Stored items:
use super::types::TypeId;
use thiserror::Error;

#[derive(Debug, Error)]
pub enum AllocError {
    #[error("could not map arena memory: {0}")]
    Map(#[source] std::io::Error),
    #[error("allocation of {requested} bytes exceeds the maximum record size")]
    TooLarge { requested: usize },
}

#[derive(Debug, Error, PartialEq, Eq)]
pub enum LockError {
    #[error("too many concurrent readers to track (max {max})")]
    TooManyReaders { max: usize },
    #[error("the lock must be held before calling notify")]
    NotHeld,
}

#[derive(Debug, Error, PartialEq, Eq)]
pub enum TypeError {
    #[error("incompatible types: {left} vs {right}")]
    Incompatible { left: String, right: String },
    #[error("unknown type id {0:?}")]
    UnknownType(TypeId),
}

#[derive(Debug, Error, PartialEq, Eq)]
pub enum VmError {
    #[error("value stack overflow")]
    StackOverflow,
    #[error("value stack underflow")]
    StackUnderflow,
    #[error("maximum call depth ({max}) exceeded")]
    CallDepthExceeded { max: usize },
    #[error("no active call frame")]
    NoFrame,
    #[error("no function at index {0}")]
    UnknownFunction(usize),
    #[error("local slot {0} is outside the current frame")]
    LocalOutOfRange(isize),
    #[error("no module with id {0}")]
    UnknownModule(u32),
    #[error("module {module} has no global {index}")]
    GlobalOutOfRange { module: u32, index: usize },
    #[error("no register r{0}")]
    BadRegister(usize),
}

**Assigned task:** Show every line above in which the word "types" occurs.

**Solved problem:**
use super::types::TypeId;
    #[error("incompatible types: {left} vs {right}")]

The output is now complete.